◆ DATA EXTRACTS ◆
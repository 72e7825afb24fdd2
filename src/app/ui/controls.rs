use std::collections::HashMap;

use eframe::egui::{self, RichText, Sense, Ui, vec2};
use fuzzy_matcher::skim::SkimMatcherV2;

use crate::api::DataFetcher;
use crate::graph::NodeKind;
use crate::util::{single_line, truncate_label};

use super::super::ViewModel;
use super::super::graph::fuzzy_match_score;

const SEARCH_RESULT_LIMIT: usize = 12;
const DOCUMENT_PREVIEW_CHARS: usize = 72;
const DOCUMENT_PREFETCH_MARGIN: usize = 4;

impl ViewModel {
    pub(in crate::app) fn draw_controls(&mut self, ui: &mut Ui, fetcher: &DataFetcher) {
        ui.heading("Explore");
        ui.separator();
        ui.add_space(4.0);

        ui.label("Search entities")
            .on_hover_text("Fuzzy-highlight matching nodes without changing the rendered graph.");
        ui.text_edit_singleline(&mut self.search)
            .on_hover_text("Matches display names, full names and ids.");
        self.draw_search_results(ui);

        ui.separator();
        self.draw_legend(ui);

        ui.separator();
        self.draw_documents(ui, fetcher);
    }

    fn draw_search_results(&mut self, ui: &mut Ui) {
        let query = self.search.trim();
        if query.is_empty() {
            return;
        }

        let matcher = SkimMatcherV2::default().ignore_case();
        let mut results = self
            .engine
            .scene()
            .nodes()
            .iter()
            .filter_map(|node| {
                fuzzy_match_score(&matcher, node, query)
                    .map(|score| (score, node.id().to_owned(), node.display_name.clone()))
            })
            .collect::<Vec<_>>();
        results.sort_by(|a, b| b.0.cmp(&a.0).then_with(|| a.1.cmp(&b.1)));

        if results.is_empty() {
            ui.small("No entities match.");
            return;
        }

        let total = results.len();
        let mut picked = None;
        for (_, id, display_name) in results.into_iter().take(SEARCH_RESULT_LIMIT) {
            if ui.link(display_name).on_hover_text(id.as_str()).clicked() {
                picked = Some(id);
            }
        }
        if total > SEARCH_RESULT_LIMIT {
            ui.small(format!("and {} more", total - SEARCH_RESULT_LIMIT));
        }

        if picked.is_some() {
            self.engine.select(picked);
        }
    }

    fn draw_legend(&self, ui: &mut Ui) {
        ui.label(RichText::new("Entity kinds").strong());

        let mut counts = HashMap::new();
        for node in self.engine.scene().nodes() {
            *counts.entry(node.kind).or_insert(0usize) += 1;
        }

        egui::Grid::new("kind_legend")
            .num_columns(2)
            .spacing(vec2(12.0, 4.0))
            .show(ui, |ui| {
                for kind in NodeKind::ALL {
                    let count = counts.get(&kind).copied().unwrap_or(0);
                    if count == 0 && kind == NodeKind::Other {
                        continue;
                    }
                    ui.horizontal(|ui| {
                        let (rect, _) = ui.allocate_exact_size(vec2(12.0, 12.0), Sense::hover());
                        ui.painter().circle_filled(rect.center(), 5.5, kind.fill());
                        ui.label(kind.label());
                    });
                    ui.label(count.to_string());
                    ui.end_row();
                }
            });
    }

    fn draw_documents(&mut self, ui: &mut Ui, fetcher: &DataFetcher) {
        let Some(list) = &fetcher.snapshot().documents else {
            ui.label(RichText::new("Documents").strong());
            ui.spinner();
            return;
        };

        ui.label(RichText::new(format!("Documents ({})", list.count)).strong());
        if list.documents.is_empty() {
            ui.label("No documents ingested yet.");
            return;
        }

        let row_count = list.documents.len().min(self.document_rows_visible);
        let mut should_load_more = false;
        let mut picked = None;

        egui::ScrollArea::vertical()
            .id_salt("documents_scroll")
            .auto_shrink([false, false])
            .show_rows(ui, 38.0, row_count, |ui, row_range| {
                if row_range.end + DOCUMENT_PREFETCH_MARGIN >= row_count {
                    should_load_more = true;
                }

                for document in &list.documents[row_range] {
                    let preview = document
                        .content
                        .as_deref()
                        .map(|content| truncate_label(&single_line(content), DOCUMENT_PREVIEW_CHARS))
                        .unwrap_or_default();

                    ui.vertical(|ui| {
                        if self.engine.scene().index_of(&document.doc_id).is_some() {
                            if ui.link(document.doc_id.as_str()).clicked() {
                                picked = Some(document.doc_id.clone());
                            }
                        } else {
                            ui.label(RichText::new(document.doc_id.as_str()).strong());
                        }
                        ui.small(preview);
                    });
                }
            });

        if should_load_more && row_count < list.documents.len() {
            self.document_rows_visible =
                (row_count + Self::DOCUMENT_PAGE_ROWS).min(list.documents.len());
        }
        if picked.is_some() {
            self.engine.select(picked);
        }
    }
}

==

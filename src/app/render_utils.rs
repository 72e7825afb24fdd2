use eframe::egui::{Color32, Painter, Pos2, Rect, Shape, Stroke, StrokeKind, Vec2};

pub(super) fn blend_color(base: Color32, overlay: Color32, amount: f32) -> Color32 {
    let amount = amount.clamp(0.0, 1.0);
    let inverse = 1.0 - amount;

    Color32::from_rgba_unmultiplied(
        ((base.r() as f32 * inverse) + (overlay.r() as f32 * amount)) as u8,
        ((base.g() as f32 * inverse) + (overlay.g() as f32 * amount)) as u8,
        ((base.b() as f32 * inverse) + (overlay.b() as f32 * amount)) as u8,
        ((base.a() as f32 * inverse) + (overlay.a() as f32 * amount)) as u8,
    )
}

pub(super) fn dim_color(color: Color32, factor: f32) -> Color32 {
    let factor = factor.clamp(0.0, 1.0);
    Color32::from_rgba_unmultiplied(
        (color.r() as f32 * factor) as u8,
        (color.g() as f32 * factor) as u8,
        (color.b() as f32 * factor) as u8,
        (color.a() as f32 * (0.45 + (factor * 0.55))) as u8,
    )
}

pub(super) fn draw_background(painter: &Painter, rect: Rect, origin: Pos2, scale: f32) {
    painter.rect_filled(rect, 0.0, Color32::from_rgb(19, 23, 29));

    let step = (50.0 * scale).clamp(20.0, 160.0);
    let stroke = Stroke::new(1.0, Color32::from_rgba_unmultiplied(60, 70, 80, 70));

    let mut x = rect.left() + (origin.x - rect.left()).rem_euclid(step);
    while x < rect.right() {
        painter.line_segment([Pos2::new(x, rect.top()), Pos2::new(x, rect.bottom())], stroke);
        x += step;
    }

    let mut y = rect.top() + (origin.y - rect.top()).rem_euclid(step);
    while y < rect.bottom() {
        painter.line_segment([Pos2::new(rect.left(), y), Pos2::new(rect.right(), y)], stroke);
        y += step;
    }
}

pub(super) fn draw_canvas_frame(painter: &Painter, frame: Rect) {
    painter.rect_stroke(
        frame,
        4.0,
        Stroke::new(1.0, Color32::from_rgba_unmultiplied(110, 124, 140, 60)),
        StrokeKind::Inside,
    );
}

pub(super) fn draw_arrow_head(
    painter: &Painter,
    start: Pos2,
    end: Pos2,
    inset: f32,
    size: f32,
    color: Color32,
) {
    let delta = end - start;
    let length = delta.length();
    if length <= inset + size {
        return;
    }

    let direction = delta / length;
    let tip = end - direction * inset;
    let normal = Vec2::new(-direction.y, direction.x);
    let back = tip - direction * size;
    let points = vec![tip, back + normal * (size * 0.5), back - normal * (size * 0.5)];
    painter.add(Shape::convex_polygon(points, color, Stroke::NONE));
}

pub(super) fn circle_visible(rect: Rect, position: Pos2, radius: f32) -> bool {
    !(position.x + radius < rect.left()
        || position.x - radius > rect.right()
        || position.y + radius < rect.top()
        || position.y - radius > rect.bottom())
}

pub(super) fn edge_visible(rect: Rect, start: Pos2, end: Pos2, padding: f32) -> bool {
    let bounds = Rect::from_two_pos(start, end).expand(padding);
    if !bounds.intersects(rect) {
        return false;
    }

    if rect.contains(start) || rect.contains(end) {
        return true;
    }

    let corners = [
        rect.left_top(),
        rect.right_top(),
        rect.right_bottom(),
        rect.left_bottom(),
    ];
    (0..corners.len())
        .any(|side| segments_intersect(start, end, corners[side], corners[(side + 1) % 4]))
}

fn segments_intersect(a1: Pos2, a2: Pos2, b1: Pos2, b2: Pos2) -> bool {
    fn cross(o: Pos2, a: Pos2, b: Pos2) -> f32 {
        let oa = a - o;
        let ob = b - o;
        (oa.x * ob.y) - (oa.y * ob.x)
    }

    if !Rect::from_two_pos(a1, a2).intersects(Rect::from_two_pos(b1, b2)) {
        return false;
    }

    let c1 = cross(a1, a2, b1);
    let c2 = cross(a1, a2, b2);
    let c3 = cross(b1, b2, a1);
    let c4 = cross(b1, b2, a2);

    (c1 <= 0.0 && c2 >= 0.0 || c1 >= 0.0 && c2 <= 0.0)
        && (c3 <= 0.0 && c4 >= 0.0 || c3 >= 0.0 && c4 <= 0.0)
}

◆ WORK TO BE COMPLETED ◆
Every line above with the string "small" in it needs to be copied.

◆ ANSWER SECTION ◆
            ui.small("No entities match.");
            ui.small(format!("and {} more", total - SEARCH_RESULT_LIMIT));
                        ui.small(preview);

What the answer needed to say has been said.